* WHAT YOU ARE ASKED TO DO
From the entries that follow, copy every line with the word "blank".

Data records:
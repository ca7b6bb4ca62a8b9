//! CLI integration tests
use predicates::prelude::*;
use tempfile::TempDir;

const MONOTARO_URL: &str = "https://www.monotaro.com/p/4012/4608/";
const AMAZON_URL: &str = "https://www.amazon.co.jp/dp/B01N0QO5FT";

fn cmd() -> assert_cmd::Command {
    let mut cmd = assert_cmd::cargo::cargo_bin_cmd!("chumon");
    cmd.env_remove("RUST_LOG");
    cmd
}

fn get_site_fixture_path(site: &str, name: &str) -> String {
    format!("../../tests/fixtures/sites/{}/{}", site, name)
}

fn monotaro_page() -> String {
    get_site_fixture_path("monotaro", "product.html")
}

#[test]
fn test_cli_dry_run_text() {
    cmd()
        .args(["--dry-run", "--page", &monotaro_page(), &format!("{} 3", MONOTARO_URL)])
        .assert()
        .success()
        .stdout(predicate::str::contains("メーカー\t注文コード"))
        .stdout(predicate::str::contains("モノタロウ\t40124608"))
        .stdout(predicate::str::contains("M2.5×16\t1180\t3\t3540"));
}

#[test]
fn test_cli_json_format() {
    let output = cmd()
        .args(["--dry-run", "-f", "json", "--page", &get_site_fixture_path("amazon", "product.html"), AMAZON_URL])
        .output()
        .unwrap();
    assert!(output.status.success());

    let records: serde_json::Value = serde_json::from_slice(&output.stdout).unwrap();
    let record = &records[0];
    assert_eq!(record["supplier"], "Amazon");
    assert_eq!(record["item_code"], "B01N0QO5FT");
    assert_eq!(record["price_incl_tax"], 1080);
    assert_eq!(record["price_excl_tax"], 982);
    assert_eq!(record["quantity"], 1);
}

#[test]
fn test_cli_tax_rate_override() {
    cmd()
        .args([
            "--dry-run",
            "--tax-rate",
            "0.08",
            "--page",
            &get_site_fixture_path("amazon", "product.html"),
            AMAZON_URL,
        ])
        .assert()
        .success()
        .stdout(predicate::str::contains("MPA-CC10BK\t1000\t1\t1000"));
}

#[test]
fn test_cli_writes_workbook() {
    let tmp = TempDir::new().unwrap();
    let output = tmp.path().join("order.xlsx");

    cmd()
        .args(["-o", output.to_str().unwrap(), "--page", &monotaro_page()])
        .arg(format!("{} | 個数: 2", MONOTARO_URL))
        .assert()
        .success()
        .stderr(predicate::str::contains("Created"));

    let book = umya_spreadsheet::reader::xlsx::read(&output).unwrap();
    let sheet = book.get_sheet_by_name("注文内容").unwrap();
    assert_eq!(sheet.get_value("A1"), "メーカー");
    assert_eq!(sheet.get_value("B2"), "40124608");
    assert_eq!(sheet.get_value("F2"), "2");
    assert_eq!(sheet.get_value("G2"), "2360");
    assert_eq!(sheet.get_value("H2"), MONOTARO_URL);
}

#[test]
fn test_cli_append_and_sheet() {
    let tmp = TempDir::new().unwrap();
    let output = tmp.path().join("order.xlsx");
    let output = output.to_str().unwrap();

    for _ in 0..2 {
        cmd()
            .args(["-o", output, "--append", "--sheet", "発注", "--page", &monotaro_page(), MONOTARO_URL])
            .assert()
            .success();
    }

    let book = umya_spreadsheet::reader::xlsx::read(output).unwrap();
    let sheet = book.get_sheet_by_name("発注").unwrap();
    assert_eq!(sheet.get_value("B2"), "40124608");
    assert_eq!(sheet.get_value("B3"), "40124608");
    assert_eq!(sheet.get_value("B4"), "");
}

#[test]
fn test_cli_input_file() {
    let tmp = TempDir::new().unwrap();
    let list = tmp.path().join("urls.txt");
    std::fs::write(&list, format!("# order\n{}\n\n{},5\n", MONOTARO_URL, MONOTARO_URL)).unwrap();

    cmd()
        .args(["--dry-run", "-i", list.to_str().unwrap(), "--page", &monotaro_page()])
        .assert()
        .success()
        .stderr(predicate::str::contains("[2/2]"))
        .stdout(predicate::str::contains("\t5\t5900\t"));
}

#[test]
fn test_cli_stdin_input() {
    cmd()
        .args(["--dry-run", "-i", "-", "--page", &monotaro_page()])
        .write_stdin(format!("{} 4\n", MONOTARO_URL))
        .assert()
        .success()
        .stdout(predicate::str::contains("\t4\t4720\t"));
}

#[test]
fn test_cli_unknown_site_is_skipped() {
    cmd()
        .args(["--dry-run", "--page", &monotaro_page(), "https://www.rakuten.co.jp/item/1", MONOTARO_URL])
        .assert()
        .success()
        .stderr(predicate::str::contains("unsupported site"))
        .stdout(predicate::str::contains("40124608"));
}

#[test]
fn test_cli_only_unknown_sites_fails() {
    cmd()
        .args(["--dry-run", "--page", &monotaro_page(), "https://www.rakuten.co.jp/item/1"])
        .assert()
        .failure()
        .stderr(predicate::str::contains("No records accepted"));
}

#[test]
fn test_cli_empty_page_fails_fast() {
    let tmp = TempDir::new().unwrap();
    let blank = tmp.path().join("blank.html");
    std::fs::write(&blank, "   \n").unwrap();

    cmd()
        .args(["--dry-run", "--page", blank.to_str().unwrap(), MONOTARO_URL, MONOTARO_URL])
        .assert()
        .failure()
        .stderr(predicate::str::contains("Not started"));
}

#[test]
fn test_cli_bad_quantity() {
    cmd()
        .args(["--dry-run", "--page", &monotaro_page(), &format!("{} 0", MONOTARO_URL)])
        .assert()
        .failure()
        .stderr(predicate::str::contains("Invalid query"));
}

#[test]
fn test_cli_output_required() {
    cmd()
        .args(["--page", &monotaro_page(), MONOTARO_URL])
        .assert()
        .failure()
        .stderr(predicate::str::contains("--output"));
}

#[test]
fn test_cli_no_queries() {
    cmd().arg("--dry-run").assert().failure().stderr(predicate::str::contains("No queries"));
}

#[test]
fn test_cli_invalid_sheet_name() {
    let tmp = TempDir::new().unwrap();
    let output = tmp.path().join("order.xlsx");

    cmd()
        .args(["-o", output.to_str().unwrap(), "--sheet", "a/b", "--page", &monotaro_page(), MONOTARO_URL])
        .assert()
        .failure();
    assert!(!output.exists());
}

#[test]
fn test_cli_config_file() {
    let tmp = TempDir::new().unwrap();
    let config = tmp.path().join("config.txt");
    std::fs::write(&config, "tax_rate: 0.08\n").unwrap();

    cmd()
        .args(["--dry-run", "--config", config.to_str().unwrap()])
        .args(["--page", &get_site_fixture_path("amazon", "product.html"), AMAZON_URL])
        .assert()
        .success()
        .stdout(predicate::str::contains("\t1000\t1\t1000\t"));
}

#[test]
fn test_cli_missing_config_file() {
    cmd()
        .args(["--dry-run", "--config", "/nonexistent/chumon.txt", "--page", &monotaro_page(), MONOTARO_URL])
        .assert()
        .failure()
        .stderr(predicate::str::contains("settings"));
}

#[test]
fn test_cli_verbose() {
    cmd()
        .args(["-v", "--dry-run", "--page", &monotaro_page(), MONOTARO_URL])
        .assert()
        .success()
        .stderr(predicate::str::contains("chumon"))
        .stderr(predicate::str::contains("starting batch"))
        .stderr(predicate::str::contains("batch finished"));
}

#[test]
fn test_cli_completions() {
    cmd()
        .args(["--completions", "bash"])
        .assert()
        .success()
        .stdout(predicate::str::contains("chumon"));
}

* WRITTEN ANSWER
    let blank = tmp.path().join("blank.html");
    std::fs::write(&blank, "   \n").unwrap();
        .args(["--dry-run", "--page", blank.to_str().unwrap(), MONOTARO_URL, MONOTARO_URL])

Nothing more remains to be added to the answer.